Altered regulation of MHC class I genes in different tumor cell lines is reflected by distinct sets of DNase I hypersensitive sites.

MHC class I antigens play a crucial role in immunological functions, e.g. transplant and tumor rejection and antigen presentation. Whereas class I antigens are normally expressed on most adult tissues, albeit in varying amounts, embryonic as well as many tumor cells are characterized by the absence of major histocompatibility complex class I antigens on their cell surfaces. In this study the mechanism controlling the lack of class I expression was analyzed at the level of the chromatin structure. Five DNase I hypersensitive sites were determined at the H‐2 D‐locus of cell lines constitutively expressing class I genes. Two of them (DH1, located at the TATA box/transcription start site, and DH2, located at the enhancer/interferon response sequence) were absent in the fibrosarcoma IC9 in which expression of the silent Dk class I gene was not inducible. DH1 and DH2 remained absent even after fusion with class‐I‐positive cells.
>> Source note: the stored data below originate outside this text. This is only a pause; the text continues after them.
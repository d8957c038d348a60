use anyhow::{bail, Context, Result};

use crate::refinement::sanitizer::SanitizerConfig;

const DEFAULT_BASE_URL: &str = "https://space.ai-builders.com/backend/v1";
const DEFAULT_MODEL: &str = "gemini-2.5-pro";
const DEFAULT_SCRAPE_MODEL: &str = "supermind-agent-v1";

/// Application configuration loaded from environment variables.
/// Fails at startup if the completion service credential is missing.
#[derive(Debug, Clone)]
pub struct Config {
    pub completion_base_url: String,
    pub completion_api_key: String,
    pub default_model: String,
    pub scrape_model: String,
    pub request_timeout_secs: u64,
    pub sanitizer: SanitizerConfig,
    pub port: u16,
    pub rust_log: String,
}

impl Config {
    pub fn from_env() -> Result<Self> {
        dotenvy::dotenv().ok(); // load .env if present; ignore if missing

        let similarity_threshold = parse_env_or("SIMILARITY_THRESHOLD", 0.8_f64)?;
        if !(0.0..=1.0).contains(&similarity_threshold) {
            bail!("SIMILARITY_THRESHOLD must be between 0 and 1, got {similarity_threshold}");
        }

        Ok(Config {
            completion_base_url: std::env::var("COMPLETION_BASE_URL")
                .unwrap_or_else(|_| DEFAULT_BASE_URL.to_string()),
            completion_api_key: require_env("AI_BUILDER_TOKEN")?,
            default_model: std::env::var("DEFAULT_MODEL")
                .unwrap_or_else(|_| DEFAULT_MODEL.to_string()),
            scrape_model: std::env::var("SCRAPE_MODEL")
                .unwrap_or_else(|_| DEFAULT_SCRAPE_MODEL.to_string()),
            request_timeout_secs: parse_env_or("REQUEST_TIMEOUT_SECS", 120)?,
            sanitizer: SanitizerConfig {
                similarity_threshold,
                bullet_slack: parse_env_or("BULLET_SLACK", 2)?,
                ..SanitizerConfig::default()
            },
            port: parse_env_or("PORT", 8080)?,
            rust_log: std::env::var("RUST_LOG").unwrap_or_else(|_| "info".to_string()),
        })
    }
}

fn require_env(key: &str) -> Result<String> {
    std::env::var(key).with_context(|| format!("Required environment variable '{key}' is not set"))
}

fn parse_env_or<T>(key: &str, default: T) -> Result<T>
where
    T: std::str::FromStr,
    T::Err: std::error::Error + Send + Sync + 'static,
{
    match std::env::var(key) {
        Ok(raw) => raw
            .trim()
            .parse::<T>()
            .with_context(|| format!("{key} has an invalid value: '{raw}'")),
        Err(_) => Ok(default),
    }
}

#[cfg(test)]
impl Config {
    /// Configuration used by handler tests; never touches the environment.
    pub fn for_tests() -> Self {
        Config {
            completion_base_url: "http://127.0.0.1:0".to_string(),
            completion_api_key: "test-token".to_string(),
            default_model: DEFAULT_MODEL.to_string(),
            scrape_model: DEFAULT_SCRAPE_MODEL.to_string(),
            request_timeout_secs: 5,
            sanitizer: SanitizerConfig::default(),
            port: 0,
            rust_log: "debug".to_string(),
        }
    }
}
//! Bullet Sanitizer: turns free-form model output into a bounded, deduplicated bullet list.
//!
//! Pipeline: marker extraction (or heuristic fallback) → exact-duplicate removal →
//! near-duplicate removal by Jaccard similarity → truncation to `original + slack`.
//! Pure and network-free.

use std::collections::HashSet;

use serde::Serialize;
use tracing::debug;

/// Words that mark a line as the model talking about its own output.
const META_TOKENS: &[&str] = &["optimize", "bullet"];

/// Minimum token length (exclusive) for near-duplicate comparison.
const MIN_TOKEN_CHARS: usize = 3;

#[derive(Debug, Clone, PartialEq)]
pub struct SanitizerConfig {
    /// Candidates whose similarity to an accepted bullet exceeds this are dropped.
    pub similarity_threshold: f64,
    /// Extra bullets allowed beyond the original count.
    pub bullet_slack: usize,
    /// Fallback lines must be longer than this many characters.
    pub fallback_min_chars: usize,
    pub fallback_max_lines: usize,
}

impl Default for SanitizerConfig {
    fn default() -> Self {
        Self {
            similarity_threshold: 0.8,
            bullet_slack: 2,
            fallback_min_chars: 20,
            fallback_max_lines: 10,
        }
    }
}

/// Ordered bullets with no exact or near duplicates.
#[derive(Debug, Clone, Default, PartialEq, Eq, Serialize)]
#[serde(transparent)]
pub struct BulletSet {
    bullets: Vec<String>,
}

impl BulletSet {
    pub fn iter(&self) -> impl Iterator<Item = &str> {
        self.bullets.iter().map(String::as_str)
    }

    /// One `- `-prefixed line per bullet.
    pub fn to_markdown(&self) -> String {
        self.iter()
            .map(|b| format!("- {b}"))
            .collect::<Vec<_>>()
            .join("\n")
    }
}

/// Sanitizer outcome. `Verbatim` is the last resort when nothing bullet-like was found.
#[derive(Debug, Clone, PartialEq, Eq)]
pub enum SanitizedBullets {
    Bullets(BulletSet),
    Verbatim(String),
}

impl SanitizedBullets {
    pub fn render(&self) -> String {
        match self {
            SanitizedBullets::Bullets(set) => set.to_markdown(),
            SanitizedBullets::Verbatim(text) => text.clone(),
        }
    }
}

/// Number of bullets in user input: every non-blank line counts.
pub fn count_input_bullets(text: &str) -> usize {
    text.lines().filter(|l| !l.trim().is_empty()).count()
}

pub fn sanitize_bullets(
    raw: &str,
    original_count: Option<usize>,
    config: &SanitizerConfig,
) -> SanitizedBullets {
    let mut candidates = extract_marked_lines(raw);

    if candidates.is_empty() {
        candidates = extract_fallback_lines(raw, config);
        if candidates.is_empty() {
            debug!("No bullet-like lines in model output; passing it through verbatim");
            return SanitizedBullets::Verbatim(raw.to_string());
        }
        debug!(
            "No bullet markers in model output; recovered {} fallback lines",
            candidates.len()
        );
    }

    let total = candidates.len();
    let mut accepted: Vec<String> = Vec::with_capacity(total);
    let mut accepted_tokens: Vec<HashSet<String>> = Vec::with_capacity(total);
    let mut seen: HashSet<String> = HashSet::with_capacity(total);

    for bullet in candidates {
        let normalized = bullet.to_lowercase();
        if seen.contains(&normalized) {
            continue;
        }

        let tokens = significant_tokens(&normalized);
        let near_duplicate = accepted_tokens
            .iter()
            .any(|existing| jaccard_similarity(&tokens, existing) > config.similarity_threshold);
        if near_duplicate {
            continue;
        }

        seen.insert(normalized);
        accepted_tokens.push(tokens);
        accepted.push(bullet);
    }

    if let Some(count) = original_count {
        accepted.truncate(count + config.bullet_slack);
    }

    if accepted.len() < total {
        debug!("Sanitizer kept {} of {} bullets", accepted.len(), total);
    }

    SanitizedBullets::Bullets(BulletSet { bullets: accepted })
}

/// `|a ∩ b| / |a ∪ b|`. Two empty sets are identical (1.0); one empty set shares nothing (0.0).
pub fn jaccard_similarity(a: &HashSet<String>, b: &HashSet<String>) -> f64 {
    match (a.is_empty(), b.is_empty()) {
        (true, true) => return 1.0,
        (true, false) | (false, true) => return 0.0,
        _ => {}
    }
    let intersection = a.intersection(b).count();
    let union = a.len() + b.len() - intersection;
    intersection as f64 / union as f64
}

/// Whitespace-separated words longer than three characters.
fn significant_tokens(normalized: &str) -> HashSet<String> {
    normalized
        .split_whitespace()
        .filter(|w| w.chars().count() > MIN_TOKEN_CHARS)
        .map(str::to_string)
        .collect()
}

fn strip_marker(line: &str) -> Option<&str> {
    line.strip_prefix("- ")
        .or_else(|| line.strip_prefix("* "))
        .map(str::trim)
}

fn extract_marked_lines(raw: &str) -> Vec<String> {
    raw.lines()
        .filter_map(|line| strip_marker(line.trim()))
        .filter(|bullet| !bullet.is_empty())
        .map(str::to_string)
        .collect()
}

fn extract_fallback_lines(raw: &str, config: &SanitizerConfig) -> Vec<String> {
    raw.lines()
        .map(str::trim)
        .filter(|line| line.chars().count() > config.fallback_min_chars)
        .filter(|line| {
            let lower = line.to_lowercase();
            !META_TOKENS.iter().any(|token| lower.contains(token))
        })
        .take(config.fallback_max_lines)
        .map(str::to_string)
        .collect()
}

#[cfg(test)]
mod tests {
    use super::*;

    fn bullets(result: &SanitizedBullets) -> Vec<String> {
        match result {
            SanitizedBullets::Bullets(set) => set.iter().map(str::to_string).collect(),
            SanitizedBullets::Verbatim(text) => panic!("expected bullets, got verbatim: {text}"),
        }
    }

    fn tokens(words: &[&str]) -> HashSet<String> {
        words.iter().map(|w| w.to_string()).collect()
    }

    #[test]
    fn test_extracts_both_marker_styles() {
        let raw = "Here you go:\n- Led migration to Rust\n  * Cut p99 latency by 40%\n\nThanks!";
        let result = sanitize_bullets(raw, None, &SanitizerConfig::default());
        assert_eq!(
            bullets(&result),
            vec!["Led migration to Rust", "Cut p99 latency by 40%"]
        );
        assert_eq!(
            result.render(),
            "- Led migration to Rust\n- Cut p99 latency by 40%"
        );
    }

    #[test]
    fn test_bold_markdown_is_not_a_bullet_marker() {
        let raw = "**Summary**\n- Shipped the billing service";
        let result = sanitize_bullets(raw, None, &SanitizerConfig::default());
        assert_eq!(bullets(&result), vec!["Shipped the billing service"]);
    }

    #[test]
    fn test_exact_duplicates_removed_case_insensitively() {
        let raw = "- Built CI pipeline\n- built ci pipeline\n- BUILT CI PIPELINE\n- Wrote docs";
        let result = sanitize_bullets(raw, None, &SanitizerConfig::default());
        assert_eq!(bullets(&result), vec!["Built CI pipeline", "Wrote docs"]);
    }

    #[test]
    fn test_near_duplicates_over_threshold_collapse() {
        // tokens: {designed, scalable, payment, platform, serving, millions, users}
        // vs the same plus "daily": 7/8 = 0.875 > 0.8
        let raw = "- Designed scalable payment platform serving millions users\n\
                   - Designed scalable payment platform serving millions users daily\n\
                   - Mentored four junior engineers";
        let result = sanitize_bullets(raw, None, &SanitizerConfig::default());
        assert_eq!(
            bullets(&result),
            vec![
                "Designed scalable payment platform serving millions users",
                "Mentored four junior engineers"
            ]
        );
    }

    #[test]
    fn test_similarity_exactly_at_threshold_is_kept() {
        // {alpha, bravo, charlie, delta} vs {alpha, bravo, charlie, delta, echo}: 4/5 = 0.8
        let raw = "- alpha bravo charlie delta\n- alpha bravo charlie delta echo";
        let result = sanitize_bullets(raw, None, &SanitizerConfig::default());
        assert_eq!(bullets(&result).len(), 2);
    }

    #[test]
    fn test_led_team_example_under_default_threshold() {
        // "led team" → {team}; "led a team of five" → {team, five}: 0.5, not a near duplicate.
        let raw = "- Led team\n- Led a team of five\n- Built reports";
        let result = sanitize_bullets(raw, None, &SanitizerConfig::default());
        assert_eq!(
            bullets(&result),
            vec!["Led team", "Led a team of five", "Built reports"]
        );
    }

    #[test]
    fn test_led_team_example_with_lower_threshold() {
        let config = SanitizerConfig {
            similarity_threshold: 0.4,
            ..SanitizerConfig::default()
        };
        let raw = "- Led team\n- Led a team of five\n- Built reports";
        let result = sanitize_bullets(raw, None, &config);
        assert_eq!(bullets(&result), vec!["Led team", "Built reports"]);
    }

    #[test]
    fn test_short_word_bullets_count_as_duplicates() {
        // Neither bullet has a word longer than three characters: both token sets are empty.
        let raw = "- Led QA\n- Ran ops";
        let result = sanitize_bullets(raw, None, &SanitizerConfig::default());
        assert_eq!(bullets(&result), vec!["Led QA"]);
    }

    #[test]
    fn test_truncates_to_original_count_plus_slack() {
        let raw = (1..=8)
            .map(|i| format!("- Delivered project number{i} with distinct scope{i}"))
            .collect::<Vec<_>>()
            .join("\n");
        let result = sanitize_bullets(&raw, Some(3), &SanitizerConfig::default());
        let kept = bullets(&result);
        assert_eq!(kept.len(), 5);
        assert!(kept[0].contains("number1"));
        assert!(kept[4].contains("number5"));
    }

    #[test]
    fn test_bound_holds_for_zero_original_count() {
        let raw = "- Alpha project delivery\n- Bravo migration effort\n- Charlie launch work";
        let result = sanitize_bullets(raw, Some(0), &SanitizerConfig::default());
        assert_eq!(bullets(&result).len(), 2);
    }

    #[test]
    fn test_fallback_keeps_long_lines_without_meta_commentary() {
        let raw = "Here are the optimized results for you\n\
                   Architected event-driven ingestion pipeline on Kafka\n\
                   short line\n\
                   Each bullet now leads with a verb and a metric\n\
                   Reduced cloud spend 30% by rightsizing clusters";
        let result = sanitize_bullets(raw, None, &SanitizerConfig::default());
        assert_eq!(
            bullets(&result),
            vec![
                "Architected event-driven ingestion pipeline on Kafka",
                "Reduced cloud spend 30% by rightsizing clusters"
            ]
        );
    }

    #[test]
    fn test_fallback_is_capped() {
        let raw = (0..15)
            .map(|i| format!("Delivered initiative{i:02} improving throughput{i:02} markedly"))
            .collect::<Vec<_>>()
            .join("\n");
        let result = sanitize_bullets(&raw, None, &SanitizerConfig::default());
        assert_eq!(bullets(&result).len(), 10);
    }

    #[test]
    fn test_passthrough_when_nothing_usable() {
        let raw = "Sorry, no.";
        let result = sanitize_bullets(raw, Some(3), &SanitizerConfig::default());
        assert_eq!(result, SanitizedBullets::Verbatim(raw.to_string()));
        assert_eq!(result.render(), raw);
    }

    #[test]
    fn test_sanitize_is_idempotent_on_well_formed_input() {
        let raw = "- Led migration to Rust\n- led migration to rust\n- Built reports for finance\n\
                   - Mentored interns across three teams";
        let config = SanitizerConfig::default();
        let once = sanitize_bullets(raw, Some(3), &config).render();
        let twice = sanitize_bullets(&once, Some(3), &config).render();
        assert_eq!(once, twice);
    }

    #[test]
    fn test_marker_only_lines_ignored() {
        let raw = "- \n-\n*   \n- Real bullet here";
        let result = sanitize_bullets(raw, None, &SanitizerConfig::default());
        assert_eq!(bullets(&result), vec!["Real bullet here"]);
    }

    #[test]
    fn test_jaccard_edge_cases() {
        let empty = HashSet::new();
        let some = tokens(&["team"]);
        assert_eq!(jaccard_similarity(&empty, &empty), 1.0);
        assert_eq!(jaccard_similarity(&empty, &some), 0.0);
        assert_eq!(jaccard_similarity(&some, &empty), 0.0);
        assert_eq!(
            jaccard_similarity(&tokens(&["team", "five"]), &tokens(&["team"])),
            0.5
        );
    }

    #[test]
    fn test_count_input_bullets_skips_blank_lines() {
        assert_eq!(count_input_bullets("- a\n\n   \n- b\nc"), 3);
        assert_eq!(count_input_bullets(""), 0);
    }
}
However, transfected Dk genes were expressed in IC9, and both DH1 and DH2, which were probably derived from the transfected gene, became detectable. In tumor cells expressing class I genes only after treatment with IFN‐gamma (e.g. the lung carcinoma CMT64.5) or after in vitro differentiation (F9 embryonal carcinoma cells), DH1 and DH2 were already present before induction of class I expression. However, the intensity of the band indicative of DH2 was reduced in undifferentiated and differentiated F9 cells and in untreated CMT cells.